In 2020, several techniques were published in the House of IO that required rare primitives to achieve. Among these, the House of IO - Underflow allowed for the returning of arbitrary memory addresses from Malloc with a buffer underflow vulnerability. This could even bypass pointer mangling/encryption! In his article, we will discuss a primitive improvement to the House of IO - Underflow that may be useful in real world exploitation: a single buffer overflow with careful heap alignment. A proof of concept can be found at House of IO - Heap Reuse if you would like to follow along.

Chunks

Figure 1 - Free Chunk by Sploitfun

Chunks are the main object that a developer interacts with when using Malloc. Besides the physical size of the memory, there are many other fields with the chunk:

prev_size: The size of the previous chunk. This section is only used when the previous chunk is free.
size: The size of the memory being given back to the user program. The first three bits include metadata of the chunk: prev_inuse (if the previous chunk is in use), mmap (is the allocated chunk using mmap) and n on-main arena (if the chunk is in a non-main arena).
Fd: When chunks are free, they are stored within a linked list. The Fd is the forward pointer in the linked list when a chunk is in a bin. This field is only used when a chunk is free.
Bk: Backward pointer in the linked list for when a chunk is in a bin. This field is only used when a chunk is free.

Bins - TCache

Bins

When using Malloc, chunks that are freed are put into a local storage to be reused. The storage locations for the free chunks are called bins.

There are a multiple types of bins for different sizes and situations within the allocator. All bins use a linked list data structure in order to keep track of the free chunks in the bin. For the purposes of this technique, only a single bin needs to be understood: TCache.

TCache Bin Chunks

The Thread Cache (TCache) Bins are a collection of bins for that are scoped per thread. TCache Bins have a unique bin for chunks from 0x20-0x410 (64-bit, which is assumed for this article) in groups of 0x10 bytes. When trying to get memory with a call to Malloc, the TCache is the first place that the allocator will look for chunks at.

Figure 2 - TCache Bin

TCache Bins use a singly linked list in order to keep track of the chunks in a bin. This means that free chunks only have a single pointer to the chunk in front of it ('fd' field in Figure 2). This is the storage functionality for chunks mentioned above. TCache Bin chunks do not have the bk field as a back pointer, since it is a singly linked list. Instead, it uses this field as a double free protection called key, which can be seen in Figure 2 as well.

TCache Bin Data Storage

The data structure for storing the TCache Bin information has two fields: counts and entries. The C struct tcache_perthread_struct is shown below:

typedef struct tcache_perthread_struct
{
  uint16_t counts[TCACHE_MAX_BINS];
  tcache_entry *entries[TCACHE_MAX_BINS];
} tcache_perthread_struct;

The entries field is an array of pointers to the beginning chunk in the linked list of free chunks. Since this is an array, each value represents a pointer to a specific size. For example in Figure 2 the green box is a pointer to the first chunk in the 0x20 TCache Bin. The counts field is an array that keeps track of the amount of chunks inside of each bin, with the default limit being 7.

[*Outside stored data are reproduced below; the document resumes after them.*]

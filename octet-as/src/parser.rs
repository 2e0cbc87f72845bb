//
// Copyright (C) 2023 Ariel Abreu
//
// This Source Code Form is subject to the terms of the Mozilla Public
// License, v. 2.0. If a copy of the MPL was not distributed with this
// file, You can obtain one at http://mozilla.org/MPL/2.0/.
//

use std::{iter::Peekable, vec::IntoIter};

use octet_isa::{AluOp, BitwiseOp, JumpCondition, UnaryOp, HALT_MNEMONIC};
use tracing::trace;

use crate::{
	ast::Node,
	lexer::{lex, Token, TokenKind},
	AssemblyError, SyntaxError,
};

/// Lexes and parses `source` into a tree rooted at [`Node::Root`].
pub fn parse(source: &str) -> Result<Node, AssemblyError> {
	parse_tokens(lex(source)?)
}

pub fn parse_tokens(tokens: Vec<Token>) -> Result<Node, AssemblyError> {
	let mut tokens = tokens.into_iter().peekable();
	let mut children = Vec::new();

	while let Some(token) = tokens.next() {
		match token.kind {
			TokenKind::Newline => {},
			TokenKind::Label(name) => children.push(Node::Label(name)),
			TokenKind::Mnemonic(mnemonic) => {
				let operands = collect_line(&mut tokens);
				let line = instruction_line(mnemonic, operands).map_err(|kind| {
					AssemblyError::Syntax {
						line: token.line,
						kind,
					}
				})?;
				children.push(line);
			},
			_ => {
				return Err(AssemblyError::Syntax {
					line: token.line,
					kind: SyntaxError::MissingMnemonic,
				})
			},
		}
	}

	trace!(nodes = children.len(), "parsed source");
	Ok(Node::Root(children))
}

/// Everything up to, but not including, the next newline.
fn collect_line(tokens: &mut Peekable<IntoIter<Token>>) -> Vec<TokenKind> {
	let mut line = Vec::new();
	while let Some(token) = tokens.next_if(|token| token.kind != TokenKind::Newline) {
		line.push(token.kind);
	}
	line
}

fn instruction_line(mnemonic: String, operands: Vec<TokenKind>) -> Result<Node, SyntaxError> {
	// arity counts the mnemonic and any comma, as written
	let operands = match operands.len() + 1 {
		1 => validate_nullary(&mnemonic).map(|_| Vec::new())?,
		2 => validate_unary(&mnemonic, operands)?,
		4 => validate_binary(&mnemonic, operands)?,
		_ => return Err(SyntaxError::UnknownInstruction),
	};

	let mut children = Vec::with_capacity(operands.len() + 1);
	children.push(Node::Mnemonic(mnemonic));
	children.extend(operands);
	Ok(Node::InstructionLine(children))
}

fn operand_node(token: TokenKind) -> Option<Node> {
	match token {
		TokenKind::Register(reg) => Some(Node::Register(reg)),
		TokenKind::Number(value) => Some(Node::IntegerValue(value)),
		TokenKind::Label(name) => Some(Node::Label(name)),
		_ => None,
	}
}

fn validate_nullary(mnemonic: &str) -> Result<(), SyntaxError> {
	if mnemonic == HALT_MNEMONIC {
		Ok(())
	} else {
		Err(SyntaxError::UnknownInstruction)
	}
}

fn validate_unary(mnemonic: &str, mut operands: Vec<TokenKind>) -> Result<Vec<Node>, SyntaxError> {
	let operand = operands.pop().ok_or(SyntaxError::UnknownInstruction)?;

	let valid = if let Some(op) = UnaryOp::from_mnemonic(mnemonic) {
		match (op, &operand) {
			(UnaryOp::Print, TokenKind::Register(_) | TokenKind::Number(_)) => true,
			(UnaryOp::Print, _) => {
				return Err(SyntaxError::ExpectedRegisterOrNumber(mnemonic.to_owned()))
			},
			(_, TokenKind::Register(_)) => true,
			_ => return Err(SyntaxError::ExpectedRegister(mnemonic.to_owned())),
		}
	} else if JumpCondition::from_mnemonic(mnemonic).is_some() {
		match operand {
			TokenKind::Label(_) => true,
			_ => return Err(SyntaxError::ExpectedLabel(mnemonic.to_owned())),
		}
	} else {
		false
	};

	match operand_node(operand) {
		Some(node) if valid => Ok(vec![node]),
		_ => Err(SyntaxError::UnknownInstruction),
	}
}

fn validate_binary(mnemonic: &str, operands: Vec<TokenKind>) -> Result<Vec<Node>, SyntaxError> {
	if AluOp::from_mnemonic(mnemonic).is_none() && BitwiseOp::from_mnemonic(mnemonic).is_none() {
		return Err(SyntaxError::UnknownInstruction);
	}

	let [src, separator, dst]: [TokenKind; 3] = operands
		.try_into()
		.map_err(|_| SyntaxError::UnknownInstruction)?;

	if separator != TokenKind::Comma {
		return Err(SyntaxError::MissingComma(mnemonic.to_owned()));
	}

	match (&src, &dst) {
		(_, TokenKind::Number(_)) => Err(SyntaxError::NumberDestination(mnemonic.to_owned())),
		(TokenKind::Register(_) | TokenKind::Number(_), TokenKind::Register(_)) => {
			Ok(operand_node(src).into_iter().chain(operand_node(dst)).collect())
		},
		_ => Err(SyntaxError::InvalidOperands(mnemonic.to_owned())),
	}
}

#[cfg(test)]
mod tests {
	use octet_isa::Register;

	use super::*;

	fn syntax_error(source: &str) -> (usize, SyntaxError) {
		match parse(source) {
			Err(AssemblyError::Syntax { line, kind }) => (line, kind),
			other => panic!("expected a syntax error, got {:?}", other),
		}
	}

	#[test]
	fn builds_tree_in_source_order() {
		let ast = parse("@top:\nsubb #1, r0 ; count down\njne @top\nhalt\n").unwrap();
		assert_eq!(
			ast,
			Node::Root(vec![
				Node::Label("top".into()),
				Node::InstructionLine(vec![
					Node::Mnemonic("subb".into()),
					Node::IntegerValue(1),
					Node::Register(Register::R0),
				]),
				Node::InstructionLine(vec![
					Node::Mnemonic("jne".into()),
					Node::Label("top".into()),
				]),
				Node::InstructionLine(vec![Node::Mnemonic("halt".into())]),
			])
		);
	}

	#[test]
	fn rendered_tree_parses_back() {
		let source = "movb #-3, r1\n@a:\norb r1, r2\nprib #7\njle @a\nhalt\n";
		let ast = parse(source).unwrap();
		assert_eq!(parse(&ast.to_string()).unwrap(), ast);
	}

	#[test]
	fn lines_must_start_with_mnemonic() {
		assert_eq!(syntax_error("halt\nr0\n"), (2, SyntaxError::MissingMnemonic));
		assert_eq!(syntax_error("#4"), (1, SyntaxError::MissingMnemonic));
	}

	#[test]
	fn arity_is_checked_per_mnemonic() {
		assert_eq!(syntax_error("jmp\n").1, SyntaxError::UnknownInstruction);
		assert_eq!(syntax_error("halt r0\n").1, SyntaxError::UnknownInstruction);
		assert_eq!(syntax_error("movb r0\n").1, SyntaxError::UnknownInstruction);
		assert_eq!(syntax_error("movb r0, r1, r2\n").1, SyntaxError::UnknownInstruction);
		assert_eq!(syntax_error("prib r0, r1\n").1, SyntaxError::UnknownInstruction);
		assert_eq!(
			syntax_error("addb r0 r1 r2\n").1,
			SyntaxError::MissingComma("addb".into())
		);
	}

	#[test]
	fn unary_operand_kinds() {
		assert!(parse("prib #-9\nprib r2\nincb r1\ndecb r3\n").is_ok());
		assert_eq!(
			syntax_error("jne r0").1,
			SyntaxError::ExpectedLabel("jne".into())
		);
		assert_eq!(
			syntax_error("prib @x").1,
			SyntaxError::ExpectedRegisterOrNumber("prib".into())
		);
		assert_eq!(
			syntax_error("incb #1").1,
			SyntaxError::ExpectedRegister("incb".into())
		);
	}

	#[test]
	fn binary_operand_kinds() {
		assert!(parse("movb #1, r0\ncmpb r1, r0\nxorb #-1, r3\n").is_ok());
		assert_eq!(
			syntax_error("movb r0, #1").1,
			SyntaxError::NumberDestination("movb".into())
		);
		assert_eq!(
			syntax_error("\n\naddb ,, r0"),
			(3, SyntaxError::InvalidOperands("addb".into()))
		);
		assert_eq!(
			syntax_error("subb r0, @a:").1,
			SyntaxError::InvalidOperands("subb".into())
		);
	}
}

The index of the array for both fields (entries and counts) is dependent on the chunk size being used, which is calculated using a fancy macro to go from size to index. The TCache Bin itself is allocated on the heap in a per thread manner on the first heap allocation of the thread. It should be noted that from 2.26-2.29 the counts array was of type char, which changes the size of the struct in memory.

Only the TCache Bins are necessary for understanding how this technique works. However, this article only scratches the surface of how the allocator works for bins and chunks. If you want to learn more about the allocator, Azeria Labs and Sploitfun have awesome articles on this.

Arenas

Arenas are a struct which contains references to the heap, the bins (where the free chunks are stored at) and other state information about a heap. Threads assigned to each arena will allocate memory from that arena's free lists. In layman's terms, the arena is the metadata information that makes the allocator work. All of this state information is stored in the malloc_state struct.

A single threaded process has a single arena called the main arena. When threads become involved, multiple arenas are used in order to allow for concurrent heap data access, as heap data is specific to a process. These other arenas are called non-main arenas, which is what the n bit on the chunk size is used for. After so many threads have been created, the threads begin to share the arenas, which means they share the heap memory.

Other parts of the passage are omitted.